Construção de evidências para classificação automática de textos

Detalhes bibliográficos
Ano de defesa: 2008
Autor(a) principal: Fabio Soares Figueiredo
Orientador(a): Não Informado pela instituição
Banca de defesa: Não Informado pela instituição
Tipo de documento: Dissertação
Tipo de acesso: Acesso aberto
Idioma: por
Instituição de defesa: Universidade Federal de Minas Gerais
UFMG
Programa de Pós-Graduação: Não Informado pela instituição
Departamento: Não Informado pela instituição
País: Não Informado pela instituição
Palavras-chave em Português:
Link de acesso: http://hdl.handle.net/1843/RVMR-7L3NSY
Resumo: Since the popularization of digital documents, automatic text classification is considered an important research topic.
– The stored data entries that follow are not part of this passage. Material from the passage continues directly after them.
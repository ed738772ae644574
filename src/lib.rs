//! shellguard: a terminal session engine.
//!
//! One pty-backed process per session, shared by any number of client
//! channels. Channels joining mid-stream get the history replayed, a single
//! primary channel holds typing rights, and a scanner over the output can
//! suspend input until the operator performs an unlock gesture.

pub mod broker;
pub mod buffer;
pub mod channel;
pub mod client;
pub mod config;
pub mod input;
pub mod membership;
pub mod policy;
pub mod pty;
pub mod scanner;
pub mod session;
pub mod terminal;
pub mod watch;

pub use channel::{ChannelEvent, ChannelId, ChannelMessage, CloseReason};
pub use config::EngineConfig;
pub use session::{CreateRequest, SessionError, SessionFactory, WriteOutcome};
pub fn analyze_image(request: &AnalyzeImageRequest) -> AnalyzeImageResponse {
    let note = seller_note(request.metadata.as_ref());
    let mut condition = ValueConfidence::new("USED", 0.4);
    if !note.is_empty() {
        for (markers, value, confidence) in CONDITION_MARKERS {
            if markers.iter().any(|marker| note.contains(marker)) {
                condition = ValueConfidence::new(*value, *confidence);
            }
        }
    }

    AnalyzeImageResponse {
        brand: ValueConfidence::unknown(),
        model: ValueConfidence::unknown(),
        condition,
        defects: Vec::new(),
        accessories: Vec::new(),
        text_ocr: Vec::new(),
        image_quality: ImageQuality::default(),
    }
}

fn seller_note(metadata: Option<&Map<String, Value>>) -> String {
    match metadata.and_then(|m| m.get("seller_note")) {
        None | Some(Value::Null) => String::new(),
        Some(Value::String(note)) => note.trim().to_string(),
        Some(other) => other.to_string(),
    }
}

pub fn classify_category(request: &ClassifyCategoryRequest) -> ClassifyCategoryResponse {
    let categories = request.categories.as_deref().unwrap_or_default();
    let keywords = request.keywords.as_deref().unwrap_or_default();

    let candidate = best_keyword_match(categories, keywords)
        .or_else(|| misc_leaf(categories))
        .or_else(|| {
            categories.first().map(|first| CategoryCandidate {
                category_id: first.id,
                category_path: first.name.clone(),
                confidence: 0.1,
            })
        })
        .unwrap_or_else(|| CategoryCandidate {
            category_id: SENTINEL_CATEGORY_ID,
            category_path: SENTINEL_CATEGORY_PATH.to_string(),
            confidence: 0.1,
        });

    ClassifyCategoryResponse {
        selected_category_id: Some(candidate.category_id),
        category_candidates: vec![candidate],
        selection_reason: HEURISTIC_REASON.to_string(),
        needs_user_confirmation: true,
    }
}

/// Highest token overlap wins; ties keep the first leaf seen.
fn best_keyword_match(
    categories: &[CategoryItem],
    keywords: &[String],
) -> Option<CategoryCandidate> {
    let keywords: HashSet<String> = keywords.iter().flat_map(|k| tokens(k)).collect();
    if keywords.is_empty() {
        return None;
    }

    let mut best: Option<(&CategoryItem, usize)> = None;
    for category in categories.iter().filter(|c| c.selectable()) {
        let score = score_category(category, &keywords);
        if score > best.map_or(0, |(_, top)| top) {
            best = Some((category, score));
        }
    }

    best.map(|(category, score)| CategoryCandidate {
        category_id: category.id,
        category_path: category.display_path().to_string(),
        confidence: round2((0.2 + 0.1 * score as f64).min(0.8)),
    })
}

fn score_category(category: &CategoryItem, keywords: &HashSet<String>) -> usize {
    std::iter::once(category.name.as_str())
        .chain(category.path.as_deref())
        .chain(category.aliases.iter().flatten().map(String::as_str))
        .flat_map(tokens)
        .filter(|token| keywords.contains(token))
        .count()
}

fn misc_leaf(categories: &[CategoryItem]) -> Option<CategoryCandidate> {
    categories
        .iter()
        .find(|c| c.is_leaf == Some(true) && MISC_CATEGORY_NAMES.contains(&c.name.as_str()))
        .map(|c| CategoryCandidate {
            category_id: c.id,
            category_path: c.display_path().to_string(),
            confidence: 0.1,
        })
}

/// Lower-cased whitespace tokens; `>` in taxonomy paths counts as whitespace.
fn tokens(text: &str) -> Vec<String> {
    text.replace('>', " ")
        .split_whitespace()
        .map(str::to_lowercase)
        .collect()
}

fn round2(value: f64) -> f64 {
    (value * 100.0).round() / 100.0
}

pub fn generate_description(
    request: &GenerateDescriptionRequest,
    now: NaiveDateTime,
) -> GenerateDescriptionResponse {
    let condition = condition_phrase(request.condition.as_deref().unwrap_or("USED"));
    let accessories = accessories_text(&request.accessories);
    let defects = defects_text(&request.defects);
    let name = display_name(request.brand.as_deref(), request.model.as_deref());
    let item_type = request
        .item_type
        .as_deref()
        .map(str::trim)
        .filter(|kind| !kind.is_empty());

    let (title, opening) = match (name.as_deref(), item_type) {
        (Some(name), _) => (
            format!("{name} 판매합니다"),
            format!("{name} {condition}입니다."),
        ),
        (None, Some(kind)) => (
            format!("{kind} 팝니다"),
            format!("{kind} 판매합니다. 상태는 {condition}입니다."),
        ),
        (None, None) => (
            GENERIC_TITLE.to_string(),
            format!("상품 상태는 {condition}입니다."),
        ),
    };

    let summary = format!("{condition}, 구성품 {accessories}");
    let mut sentences = vec![opening];
    if !defects.is_empty() {
        sentences.push(format!("하자: {defects}."));
    }
    sentences.push(format!("구성품: {accessories}."));
    let body = sentences.join(" ");

    let timing = AuctionTiming::resolve(request, now);
    let auction_register_req = AuctionRegisterReq {
        title: title.clone(),
        description: body.clone(),
        start_price: request.start_price,
        category_id: request.category_id.unwrap_or(0),
        auction_duration: timing.duration_minutes,
        start_at: timing.start_at,
        end_at: timing.end_at,
        image_urls: request.image_urls.clone(),
    };

    GenerateDescriptionResponse {
        title,
        summary,
        body,
        hashtags: hashtags(request.brand.as_deref(), request.model.as_deref()),
        auction_register_req,
    }
}

#[derive(Debug, Default, PartialEq)]
struct AuctionTiming {
    duration_minutes: Option<i64>,
    start_at: Option<NaiveDateTime>,
    end_at: Option<NaiveDateTime>,
}

impl AuctionTiming {
    /// An explicit end time wins over a supplied duration. A zero duration
    /// counts as absent; a negative one triggers timing but uses the default.
    fn resolve(request: &GenerateDescriptionRequest, now: NaiveDateTime) -> Self {
        let duration = request.auction_duration.filter(|minutes| *minutes != 0);
        if request.start_at.is_none() && request.end_at.is_none() && duration.is_none() {
            return Self::default();
        }

        let start = request.start_at.unwrap_or(now);
        match request.end_at {
            Some(end) => Self {
                duration_minutes: Some((end - start).num_minutes()),
                start_at: Some(start),
                end_at: Some(end),
            },
            None => {
                let minutes = duration
                    .filter(|minutes| *minutes > 0)
                    .unwrap_or(DEFAULT_AUCTION_MINUTES);
                Self {
                    duration_minutes: Some(minutes),
                    start_at: Some(start),
                    end_at: TimeDelta::try_minutes(minutes)
                        .and_then(|delta| start.checked_add_signed(delta)),
                }
            }
        }
    }
}

fn condition_phrase(condition: &str) -> &'static str {
    match condition.trim().to_uppercase().as_str() {
        "NEW" => "새상품 수준",
        "USED_GOOD" => "상태 양호",
        _ => "사용감 있음",
    }
}

fn display_name(brand: Option<&str>, model: Option<&str>) -> Option<String> {
    let name = [brand, model]
        .into_iter()
        .flatten()
        .map(str::trim)
        .filter(|part| !part.is_empty() && !part.eq_ignore_ascii_case(UNKNOWN))
        .collect::<Vec<_>>()
        .join(" ");
    (!name.is_empty()).then_some(name)
}

fn accessories_text(accessories: &[String]) -> String {
    if accessories.is_empty() {
        "없음".to_string()
    } else {
        accessories.join(", ")
    }
}

fn defects_text(defects: &[Defect]) -> String {
    defects
        .iter()
        .map(|defect| {
            [
                Some(defect.kind.as_str()),
                defect.location.as_deref().filter(|l| !l.is_empty()),
                defect.severity.as_deref().filter(|s| !s.is_empty()),
            ]
            .into_iter()
            .flatten()
            .collect::<Vec<_>>()
            .join("/")
        })
        .collect::<Vec<_>>()
        .join(", ")
}

fn hashtags(brand: Option<&str>, model: Option<&str>) -> Vec<String> {
    let mut tags = Vec::new();
    if let Some(brand) = brand.map(str::trim).filter(|b| !b.is_empty()) {
        tags.push(format!("#{brand}"));
    }
    if let Some(model) = model.filter(|m| !m.trim().is_empty()) {
        let compact: String = model.chars().filter(|c| !c.is_whitespace()).collect();
        tags.push(format!("#{compact}"));
    }
    tags.push(MARKETPLACE_TAG.to_string());
    tags
}
mod gateway;
mod openai;

pub use gateway::ModelGateway;
pub use openai::{LlmConfig, OpenAiClient};

use async_trait::async_trait;
use serde::Serialize;
use serde_json::Value;
use thiserror::Error;

#[derive(Debug, Error)]
pub enum LlmError {
    #[error("model backend is not configured")]
    NotConfigured,
    #[error("http error: {0}")]
    Http(String),
    #[error("invalid response: {0}")]
    InvalidResponse(String),
    #[error("model output is not json: {0}")]
    Parse(String),
}

/// One part of a multimodal user message.
#[derive(Debug, Clone, PartialEq, Serialize)]
#[serde(tag = "type", rename_all = "snake_case")]
pub enum ContentPart {
    InputText { text: String },
    InputImage { image_url: String },
}

impl ContentPart {
    pub fn text(text: impl Into<String>) -> Self {
        Self::InputText { text: text.into() }
    }

    pub fn image(url: impl Into<String>) -> Self {
        Self::InputImage {
            image_url: url.into(),
        }
    }
}

#[derive(Debug)]
pub struct CompletionRequest<'a> {
    pub schema_name: &'static str,
    pub schema: &'a Value,
    pub content: Vec<ContentPart>,
}

/// The opaque AI capability: a prompt plus a strict output schema in,
/// parsed JSON out.
#[async_trait]
pub trait JsonCompletion: Send + Sync {
    fn is_configured(&self) -> bool;

    async fn complete(&self, request: &CompletionRequest<'_>) -> Result<Value, LlmError>;
}

/// Parses model text as JSON. When the direct parse fails, retries once on
/// the span from the first `{` to the last `}`. Truncated output stays an error.
pub fn parse_json_payload(text: &str) -> Result<Value, LlmError> {
    let err = match serde_json::from_str(text) {
        Ok(value) => return Ok(value),
        Err(err) => err,
    };
    let (Some(start), Some(end)) = (text.find('{'), text.rfind('}')) else {
        return Err(LlmError::Parse(err.to_string()));
    };
    if end <= start {
        return Err(LlmError::Parse(err.to_string()));
    }
    serde_json::from_str(&text[start..=end]).map_err(|err| LlmError::Parse(err.to_string()))
}

#[cfg(test)]
mod tests {
    use super::*;
    use serde_json::json;

    #[test]
    fn parses_clean_json() {
        let value = parse_json_payload(r#"{"title":"a"}"#).unwrap();
        assert_eq!(value, json!({"title": "a"}));
    }

    #[test]
    fn recovers_object_wrapped_in_prose() {
        let text = "Sure! Here you go:\n```json\n{\"brand\": {\"value\": \"Sony\", \"confidence\": 0.9}}\n```";
        let value = parse_json_payload(text).unwrap();
        assert_eq!(value["brand"]["value"], json!("Sony"));
    }

    #[test]
    fn truncated_output_is_not_recovered() {
        let err = parse_json_payload("{\"title\": \"abc\", \"body\": \"unfinished").unwrap_err();
        assert!(matches!(err, LlmError::Parse(_)));
    }

    #[test]
    fn empty_text_is_an_error() {
        assert!(parse_json_payload("").is_err());
        assert!(parse_json_payload("} nope {").is_err());
    }

    #[test]
    fn content_parts_use_responses_api_tags() {
        let parts = vec![ContentPart::text("hi"), ContentPart::image("https://x/a.jpg")];
        let value = serde_json::to_value(&parts).unwrap();
        assert_eq!(
            value,
            json!([
                {"type": "input_text", "text": "hi"},
                {"type": "input_image", "image_url": "https://x/a.jpg"}
            ])
        );
    }
}
use tracing::trace;

// Trace-based counters; the Prometheus endpoint renders whatever recorder is installed.

pub fn inc_requests(route: &'static str) {
    trace!(target = "listing.metrics", route = route, "requests_total_inc");
}

pub fn stage_elapsed(operation: &'static str, elapsed_ms: u128) {
    trace!(
        target = "listing.metrics",
        operation = operation,
        elapsed_ms = elapsed_ms as u64,
        "stage_elapsed"
    );
}

pub fn pipeline_outcome(operation: &'static str, source: &'static str) {
    trace!(
        target = "listing.metrics",
        operation = operation,
        source = source,
        "pipeline_outcome"
    );
}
Despite the research efforts, there is still a demand for improving the performance of classifiers. Most of the research in automatic text classification focus on the algorithmic side, but there are few efforts focused on enhancing the datasets used for training the automatic text classifiers, which is the focus of this paper. We propose a data treatment strategy, based on feature extraction, that precedes the classification task, in order to enhance documents with discriminative features of each class capable of increasing the classification effectiveness.Our strategy is based on term co-occurrences to generate new discriminative features, called compound-features (or c-features), that can be incorporated to documents to help the classification task. The idea is that, when used in conjunction with single-features, the ambiguity and noise inherent to c-features components are reduced, therefore making them more helpful to separate classes into more homogeneous partitions. However, the computational cost of feature extaction may make the method unfeasible. In this paper, we devise a set of mechanisms that make the strategy computationally feasible while improving the classifier effectiveness. We test this approach with several classification algorithms and standard text collections. Experimental results demonstrated gains in almost all evaluated scenarios, from the simplest algorithms such as k-Nearest Neighbors (kNN) (46% gain in micro average F1 in the 20 Newsgroups 18828 collection) to the most complex one, the state of the art Support Vector Machine (SVM) (10,7% gain in macro average F1 in the collection OHSUMED).